- Work instruction
Return the lines below in which the string "MemoryLedgerRepository" occurs.

- Material provided
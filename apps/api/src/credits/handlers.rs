use axum::{
    extract::{Query, State},
    Json,
};
use serde::{Deserialize, Serialize};
use uuid::Uuid;

use crate::credits::policy::AvailableCredits;
use crate::credits::service::DenialReason;
use crate::errors::AppError;
use crate::models::credits::{
    ConfigPatch, CreditPackage, MAX_CREDIT_AMOUNT, NewPurchase, PricingConfig, PurchaseRecord,
};
use crate::state::AppState;

#[derive(Deserialize)]
pub struct UserIdQuery {
    pub user_id: Uuid,
}

#[derive(Serialize)]
pub struct BalanceResponse {
    pub allowed: bool,
    pub available: AvailableCredits,
    pub free_credits_used_this_month: i32,
    pub total_credits_used: i64,
    pub month: String,
    pub reason_code: Option<DenialReason>,
    pub reason: Option<String>,
    pub degraded: bool,
}

/// GET /api/v1/credits/balance?user_id=...
/// Read-only gate check; deducts nothing, safe to poll.
pub async fn handle_get_balance(
    State(state): State<AppState>,
    Query(params): Query<UserIdQuery>,
) -> Result<Json<BalanceResponse>, AppError> {
    let check = state.credits.can_consume(params.user_id).await;

    Ok(Json(BalanceResponse {
        allowed: check.allowed,
        available: check.available,
        free_credits_used_this_month: check.ledger.free_credits_used_this_month,
        total_credits_used: check.ledger.total_credits_used,
        month: check.ledger.last_free_reset_month.to_string(),
        reason_code: check.reason,
        reason: check.reason.map(|r| r.to_string()),
        degraded: check.degraded,
    }))
}

#[derive(Deserialize)]
pub struct ConsumeRequest {
    pub user_id: Uuid,
}

#[derive(Serialize)]
pub struct ConsumeResponse {
    pub deducted: bool,
    pub available: AvailableCredits,
    pub reason: Option<String>,
}

/// POST /api/v1/credits/consume
/// Deducts one credit (free allowance first, then paid). Insufficient credit
/// is a normal 200 response with `deducted: false`, not an error.
pub async fn handle_consume(
    State(state): State<AppState>,
    Json(req): Json<ConsumeRequest>,
) -> Result<Json<ConsumeResponse>, AppError> {
    if let Some(snapshot) = state.credits.deduct(req.user_id).await? {
        return Ok(Json(ConsumeResponse {
            deducted: true,
            available: snapshot.available,
            reason: None,
        }));
    }

    // Re-run the gate so the caller gets the same denial message the balance
    // endpoint would give.
    let check = state.credits.can_consume(req.user_id).await;
    Ok(Json(ConsumeResponse {
        deducted: false,
        available: check.available,
        reason: check.reason.map(|r| r.to_string()),
    }))
}

#[derive(Serialize)]
pub struct PackagesResponse {
    pub packages_enabled: bool,
    pub free_credits_per_month: i32,
    pub packages: Vec<CreditPackage>,
}

/// GET /api/v1/credits/packages
/// Storefront listing: active packages only. Degrades to the built-in
/// catalog when the config store is unreachable.
pub async fn handle_list_packages(
    State(state): State<AppState>,
) -> Result<Json<PackagesResponse>, AppError> {
    let config = state.credits.pricing_config_or_default().await.into_value();
    let packages = config.packages.into_iter().filter(|p| p.active).collect();

    Ok(Json(PackagesResponse {
        packages_enabled: config.packages_enabled,
        free_credits_per_month: config.free_credits_per_month,
        packages,
    }))
}

/// GET /api/v1/credits/history?user_id=...
pub async fn handle_get_history(
    State(state): State<AppState>,
    Query(params): Query<UserIdQuery>,
) -> Result<Json<Vec<PurchaseRecord>>, AppError> {
    let ledger = state.credits.ledger(params.user_id).await?;
    let mut history = ledger.purchase_history;
    // Stored oldest-first (append-only); shown newest-first.
    history.reverse();
    Ok(Json(history))
}

#[derive(Deserialize)]
pub struct PurchaseRequest {
    pub user_id: Uuid,
    pub package_id: String,
    pub credits: i32,
    pub amount_usd: f64,
    pub payment_method: Option<String>,
}

#[derive(Serialize)]
pub struct PurchaseResponse {
    pub paid_credits: i32,
    pub purchase: PurchaseRecord,
}

/// POST /api/v1/credits/purchase
/// Records a settled purchase. Payment verification is the caller's job;
/// this endpoint only credits the ledger.
pub async fn handle_purchase(
    State(state): State<AppState>,
    Json(req): Json<PurchaseRequest>,
) -> Result<Json<PurchaseResponse>, AppError> {
    if req.credits <= 0 || req.credits > MAX_CREDIT_AMOUNT {
        return Err(AppError::Validation(format!(
            "credits must be between 1 and {MAX_CREDIT_AMOUNT}"
        )));
    }
    if req.amount_usd < 0.0 {
        return Err(AppError::Validation(
            "amount_usd must not be negative".to_string(),
        ));
    }

    let updated = state
        .credits
        .add_purchased_credits(
            req.user_id,
            NewPurchase {
                package_id: req.package_id,
                credits: req.credits,
                amount_usd: req.amount_usd,
                payment_method: req.payment_method,
            },
        )
        .await?;

    let purchase = updated.purchase_history.last().cloned().ok_or_else(|| {
        AppError::Internal(anyhow::anyhow!("purchase history empty after credit"))
    })?;

    Ok(Json(PurchaseResponse {
        paid_credits: updated.paid_credits,
        purchase,
    }))
}

#[derive(Serialize)]
pub struct AdminConfigResponse {
    /// `"stored"` for a persisted row, `"seeded"` when this read created it.
    pub source: &'static str,
    pub config: PricingConfig,
}

/// GET /api/v1/admin/credits/config
/// Unlike the storefront, this does not degrade: admins get the error.
pub async fn handle_get_config(
    State(state): State<AppState>,
) -> Result<Json<AdminConfigResponse>, AppError> {
    let loaded = state.credits.pricing_config().await?;
    Ok(Json(AdminConfigResponse {
        source: loaded.source(),
        config: loaded.into_value(),
    }))
}

/// PATCH /api/v1/admin/credits/config
/// Merge-style partial update; omitted fields keep their stored value.
/// Package fields are recorded as sent; only the free limit is range-checked.
pub async fn handle_update_config(
    State(state): State<AppState>,
    Json(patch): Json<ConfigPatch>,
) -> Result<Json<PricingConfig>, AppError> {
    if let Some(limit) = patch.free_credits_per_month {
        if !(0..=MAX_CREDIT_AMOUNT).contains(&limit) {
            return Err(AppError::Validation(format!(
                "free_credits_per_month must be between 0 and {MAX_CREDIT_AMOUNT}"
            )));
        }
    }

    let updated = state.credits.update_config(patch).await?;
    Ok(Json(updated))
}

#[cfg(test)]
mod tests {
    use super::*;
    use crate::credits::memory::{MemoryConfigRepository, MemoryLedgerRepository};
    use crate::credits::month::SystemClock;
    use crate::credits::service::CreditService;
    use std::sync::Arc;

    fn make_state() -> AppState {
        AppState {
            credits: CreditService::new(
                Arc::new(MemoryConfigRepository::new()),
                Arc::new(MemoryLedgerRepository::new()),
                Arc::new(SystemClock),
            ),
        }
    }

    #[tokio::test]
    async fn test_purchase_rejects_out_of_range_credits() {
        let state = make_state();
        for credits in [0, -5, MAX_CREDIT_AMOUNT + 1] {
            let result = handle_purchase(
                State(state.clone()),
                Json(PurchaseRequest {
                    user_id: Uuid::new_v4(),
                    package_id: "starter".to_string(),
                    credits,
                    amount_usd: 1.0,
                    payment_method: None,
                }),
            )
            .await;
            assert!(matches!(result, Err(AppError::Validation(_))));
        }
    }

    #[tokio::test]
    async fn test_purchase_accepts_largest_allowed_amount() {
        let state = make_state();
        let response = handle_purchase(
            State(state),
            Json(PurchaseRequest {
                user_id: Uuid::new_v4(),
                package_id: "bulk".to_string(),
                credits: MAX_CREDIT_AMOUNT,
                amount_usd: 0.0,
                payment_method: None,
            }),
        )
        .await
        .unwrap();
        assert_eq!(response.0.paid_credits, MAX_CREDIT_AMOUNT);
        assert_eq!(response.0.purchase.credits, MAX_CREDIT_AMOUNT);
    }

    #[tokio::test]
    async fn test_config_update_rejects_out_of_range_free_limit() {
        let state = make_state();
        for limit in [-1, MAX_CREDIT_AMOUNT + 1] {
            let result = handle_update_config(
                State(state.clone()),
                Json(ConfigPatch {
                    free_credits_per_month: Some(limit),
                    ..Default::default()
                }),
            )
            .await;
            assert!(matches!(result, Err(AppError::Validation(_))));
        }
    }
}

- Task solution
    use crate::credits::memory::{MemoryConfigRepository, MemoryLedgerRepository};
                Arc::new(MemoryLedgerRepository::new()),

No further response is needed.